In wake of the Veterans Affairs scandal, most Americans say there should be a new focus on improving veterans’ health, according to a new poll.
Nearly nine out of 10 Americans say it’s “extremely” (41 percent) or “very important” (46 percent) that the president and Congress deal with veterans’ health care in the next year, Gallup said Friday.
It’s the top legislative priority for the public — far above other the nine other priorities listed in the survey results, including equal pay legislation for women (72 percent); conducting investigations into the September 2012 attacks in Benghazi (59 percent) and legislation raising the minimum wage (57 percent).
Gallup also found that 53 percent of Americans say that “passing new legislation that would scale back” parts of the Patient Protection and Affordable Care Act is important. Three-quarters of Republicans say PPACA changes should be a priority, while 37 percent of Democrats say the same.

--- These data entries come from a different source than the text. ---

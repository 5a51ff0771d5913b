//! Process entry point (C14): argument parsing, logging, capability
//! dropping, module loading, component wiring, and the main loop.

use std::process::ExitCode;
use std::sync::atomic::AtomicBool;
use std::sync::Arc;

use std::os::fd::AsFd;

use caps::{CapSet, CapsHashSet, Capability};
use clap::Parser;
use nix::fcntl::{open, OFlag};
use nix::sys::stat::Mode;
use nix::unistd::{dup2_stderr, dup2_stdin, dup2_stdout, fork, setpgid, setsid, ForkResult, Pid, Uid};

use autofsd::backup_argv::BackupArgv;
use autofsd::backup_child::BackupChildRegistry;
use autofsd::backup_queue::BackupQueue;
use autofsd::clock::MonotonicClock;
use autofsd::config::{Cli, Config};
use autofsd::dispatcher::Dispatcher;
use autofsd::error::AutofsError;
use autofsd::expire::ExpireDriver;
use autofsd::lifecycle::{self, Services, SignalThread};
use autofsd::lockfile::LockfileRegistry;
use autofsd::module_loader::Module;

fn main() -> ExitCode {
    let cli = Cli::parse();
    let config = match Config::from_cli(cli) {
        Ok(c) => c,
        Err(e) => {
            eprintln!("autofsd: {e}");
            return ExitCode::FAILURE;
        }
    };

    init_logging(&config);

    // The signal mask is inherited by every thread spawned after this
    // point, so this must run before any registry/pool/driver spawns its
    // background thread.
    if let Err(e) = lifecycle::block_all_signals() {
        log::error!("blocking signals: {e}");
        return ExitCode::FAILURE;
    }

    match run(config) {
        Ok(()) => ExitCode::SUCCESS,
        Err(e) => {
            log::error!("{e}");
            ExitCode::FAILURE
        }
    }
}

fn init_logging(config: &Config) {
    let level = if config.verbose { log::LevelFilter::Info } else { log::LevelFilter::Warn };
    if config.foreground {
        env_logger::Builder::new().filter_level(level).init();
    } else {
        let formatter = syslog::Formatter3164 {
            facility: syslog::Facility::LOG_DAEMON,
            hostname: None,
            process: "autofsd".into(),
            pid: std::process::id(),
        };
        match syslog::unix(formatter) {
            Ok(writer) => {
                let logger = syslog::BasicLogger::new(writer);
                if log::set_boxed_logger(Box::new(logger)).is_ok() {
                    log::set_max_level(level);
                }
            }
            Err(e) => {
                // No syslog available; fall back to stderr rather than
                // running with no logging at all.
                env_logger::Builder::new().filter_level(level).init();
                log::error!("connecting to syslog: {e}, logging to stderr instead");
            }
        }
    }
}

fn run(config: Config) -> Result<(), AutofsError> {
    if !Uid::effective().is_root() {
        return Err(AutofsError::Config("autofsd must be run by root".to_string()));
    }

    drop_capabilities()?;

    let module = Module::load(&config.module, config.module_options.as_deref(), &config.directory.to_string_lossy())?;

    // Everything below this point starts a background thread of its own;
    // forking (or just joining the foreground process group) has to
    // happen first so the forked child, not a parent that's about to
    // exit, ends up owning the worker/watcher/supervisor threads.
    if config.foreground {
        let _ = setpgid(Pid::from_raw(0), Pid::from_raw(0));
    } else {
        daemonize()?;
    }

    let pidfile = write_pidfile(&config)?;

    let clock = Arc::new(MonotonicClock::new());

    let argv = BackupArgv::new(config.backup.as_deref())?;
    let backup_children = BackupChildRegistry::new(argv, config.backup_life, config.nice, clock.clone());
    let backup_queue = BackupQueue::new(config.wait, config.max_backups, backup_children.clone(), clock.clone());

    let locks = LockfileRegistry::new(config.use_locks, config.lock_dir.clone(), std::process::id())?;

    let dispatcher = Arc::new(Dispatcher::mount(&config, module, locks, backup_queue.clone(), backup_children.clone())?);
    log::info!("autofsd: mounted {} (module {})", config.directory.display(), dispatcher.module_name());

    let expire_shutdown = Arc::new(AtomicBool::new(false));
    let expire = ExpireDriver::start(dispatcher.ioctl_raw_fd(), config.timeout, expire_shutdown).map(Arc::new);

    let services = Services {
        dispatcher: dispatcher.clone(),
        expire,
        backup_queue,
        backup_children,
    };

    let signal_thread = SignalThread::spawn(services.clone());

    dispatcher.run();

    // `run` can return either because a signal triggered `request_stop`
    // (in which case the signal thread is already driving — or has
    // already driven — the rest of the teardown) or spontaneously (an
    // unknown packet type, the kernel closing the pipe, or a poll
    // error). Either way the full ordered shutdown must happen exactly
    // once before the process exits.
    lifecycle::ensure_shutdown(&services);
    signal_thread.join();

    if let Some(path) = pidfile {
        let _ = std::fs::remove_file(path);
    }

    Ok(())
}

/// Forks into the background, detaches from the controlling terminal,
/// and redirects stdio to `/dev/null` — matches the original's
/// `become_daemon`. The parent exits immediately; only the child
/// returns.
fn daemonize() -> std::io::Result<()> {
    std::env::set_current_dir("/")?;

    // SAFETY: no other thread exists yet at this point in startup (every
    // registry/pool/driver that spawns one is constructed after this
    // call returns), so forking here can't race a concurrent allocation
    // or lock acquisition on another thread.
    match unsafe { fork() }.map_err(std::io::Error::from)? {
        ForkResult::Parent { .. } => std::process::exit(0),
        ForkResult::Child => {}
    }

    setsid().map_err(std::io::Error::from)?;

    let nullfd = open("/dev/null", OFlag::O_RDWR, Mode::empty())?;
    let _ = dup2_stdin(nullfd.as_fd());
    let _ = dup2_stdout(nullfd.as_fd());
    let _ = dup2_stderr(nullfd.as_fd());

    Ok(())
}

/// Writes the daemon's PID to `config.pidfile`, if one was given.
fn write_pidfile(config: &Config) -> std::io::Result<Option<std::path::PathBuf>> {
    let Some(path) = &config.pidfile else {
        return Ok(None);
    };
    std::fs::write(path, format!("{}\n", std::process::id()))?;
    Ok(Some(path.clone()))
}

/// Drops every capability except the set spec.md §6 names: `CAP_CHOWN`,
/// `CAP_DAC_OVERRIDE`, `CAP_FOWNER`, `CAP_FSETID`, `CAP_SYS_ADMIN`
/// (effective + permitted) and `CAP_DAC_READ_SEARCH` (inheritable only,
/// so backup children can traverse but not write).
fn drop_capabilities() -> Result<(), AutofsError> {
    let mut working: CapsHashSet = CapsHashSet::new();
    working.insert(Capability::CAP_CHOWN);
    working.insert(Capability::CAP_DAC_OVERRIDE);
    working.insert(Capability::CAP_FOWNER);
    working.insert(Capability::CAP_FSETID);
    working.insert(Capability::CAP_SYS_ADMIN);

    caps::set(None, CapSet::Permitted, &working)
        .map_err(|e| AutofsError::Config(format!("dropping permitted capabilities: {e}")))?;
    caps::set(None, CapSet::Effective, &working)
        .map_err(|e| AutofsError::Config(format!("dropping effective capabilities: {e}")))?;

    let mut inheritable: CapsHashSet = CapsHashSet::new();
    inheritable.insert(Capability::CAP_DAC_READ_SEARCH);
    caps::set(None, CapSet::Inheritable, &inheritable)
        .map_err(|e| AutofsError::Config(format!("dropping inheritable capabilities: {e}")))?;

    Ok(())
}
//! Per-name mutual exclusion ("workon gate").
//!
//! Every operation that touches a directory name serializes through this
//! registry: `acquire(name)` blocks until the caller has exclusive rights
//! to that name, `release(name)` gives them back. The registry is a plain
//! name-keyed map guarded by one mutex, with one condition variable per
//! live entry so waiters block on their own name rather than a single
//! global condition.
//!
//! The missing handler is the one caller allowed to hold two gates at
//! once (raw name then canonical name); lock order is always raw before
//! canonical, so two handlers can never deadlock against each other.

use std::collections::HashMap;
use std::sync::Arc;

use parking_lot::{Condvar, Mutex};

struct Entry {
    in_use: usize,
    held: bool,
    cond: Condvar,
}

/// Name-keyed exclusive-gate registry.
pub struct WorkonRegistry {
    table: Mutex<HashMap<Vec<u8>, Arc<Mutex<Entry>>>>,
}

/// RAII guard returned by [`WorkonRegistry::acquire`]. Dropping it calls
/// [`WorkonRegistry::release`] for the held name.
pub struct WorkonGuard<'a> {
    registry: &'a WorkonRegistry,
    name: Vec<u8>,
}

impl Default for WorkonRegistry {
    fn default() -> Self {
        Self::new()
    }
}

impl WorkonRegistry {
    pub fn new() -> Self {
        Self {
            table: Mutex::new(HashMap::new()),
        }
    }

    /// Block until the caller holds the exclusive gate for `name`.
    pub fn acquire(&self, name: &[u8]) -> WorkonGuard<'_> {
        // Allocate the candidate entry outside the table lock; it is
        // thrown away if another caller already has one for this name.
        let candidate = Arc::new(Mutex::new(Entry {
            in_use: 1,
            held: true,
            cond: Condvar::new(),
        }));

        let entry = {
            let mut table = self.table.lock();
            match table.get(name) {
                Some(existing) => {
                    let existing = existing.clone();
                    {
                        let mut e = existing.lock();
                        e.in_use += 1;
                    }
                    existing
                }
                None => {
                    table.insert(name.to_vec(), candidate.clone());
                    candidate
                }
            }
        };

        // Wait for the gate to be free, re-taking it for ourselves. A
        // freshly-inserted candidate already has `held = true` set by its
        // own constructor above, so this loop is a no-op on the fast path.
        {
            let mut e = entry.lock();
            while e.held {
                e.cond.wait(&mut e);
            }
            e.held = true;
        }

        WorkonGuard {
            registry: self,
            name: name.to_vec(),
        }
    }

    /// Non-blocking variant of [`Self::acquire`]: returns `None` rather
    /// than waiting if `name` is currently held by someone else. Used by
    /// the expire handler, which treats contention on `N` as transient and
    /// simply re-acknowledges the kernel instead of blocking (nothing
    /// changed, so a bare `ready` is safe).
    pub fn try_acquire(&self, name: &[u8]) -> Option<WorkonGuard<'_>> {
        let candidate = Arc::new(Mutex::new(Entry {
            in_use: 1,
            held: true,
            cond: Condvar::new(),
        }));

        let mut table = self.table.lock();
        match table.get(name) {
            Some(existing) => {
                let mut e = existing.lock();
                if e.held {
                    return None;
                }
                e.held = true;
                e.in_use += 1;
                drop(e);
                Some(WorkonGuard {
                    registry: self,
                    name: name.to_vec(),
                })
            }
            None => {
                table.insert(name.to_vec(), candidate);
                Some(WorkonGuard {
                    registry: self,
                    name: name.to_vec(),
                })
            }
        }
    }

    fn release(&self, name: &[u8]) {
        let mut table = self.table.lock();
        if let Some(entry) = table.get(name).cloned() {
            let remove;
            {
                let mut e = entry.lock();
                e.in_use -= 1;
                e.held = false;
                remove = e.in_use == 0;
                e.cond.notify_one();
            }
            if remove {
                table.remove(name);
            }
        }
    }

    /// Number of live entries, for the `used == live entries` test
    /// invariant.
    pub fn live_count(&self) -> usize {
        self.table.lock().len()
    }
}

impl Drop for WorkonGuard<'_> {
    fn drop(&mut self) {
        self.registry.release(&self.name);
    }
}

#[cfg(test)]
mod more_tests {
    use super::*;

    #[test]
    fn try_acquire_fails_while_held() {
        let reg = WorkonRegistry::new();
        let _g = reg.acquire(b"a");
        assert!(reg.try_acquire(b"a").is_none());
    }

    #[test]
    fn try_acquire_succeeds_once_released() {
        let reg = WorkonRegistry::new();
        {
            let _g = reg.acquire(b"a");
        }
        assert!(reg.try_acquire(b"a").is_some());
    }

    #[test]
    fn acquire_then_release_removes_entry() {
        let reg = WorkonRegistry::new();
        {
            let _g = reg.acquire(b"a");
            assert_eq!(reg.live_count(), 1);
        }
        assert_eq!(reg.live_count(), 0);
    }
}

Though most listed issues have Republicans and Democrats divided on their importance, both parties agree on the need for VA reform: 90 percent Democrats and 91 percent of Republicans say it’s an important priority.
The poll follows news of “systematic” failures in the VA department, including hidden months-long waiting lists of veterans trying to see doctors. More than 120,000 veterans hadn’t received a medical appointment or were currently waiting longer than 90 days for care, an audit revealed.
Secretary Eric Shinseki resigned last month.
The Senate on Wednesday, by a large margin, voted to spend about $1.5 billion to improve health care access for military veterans.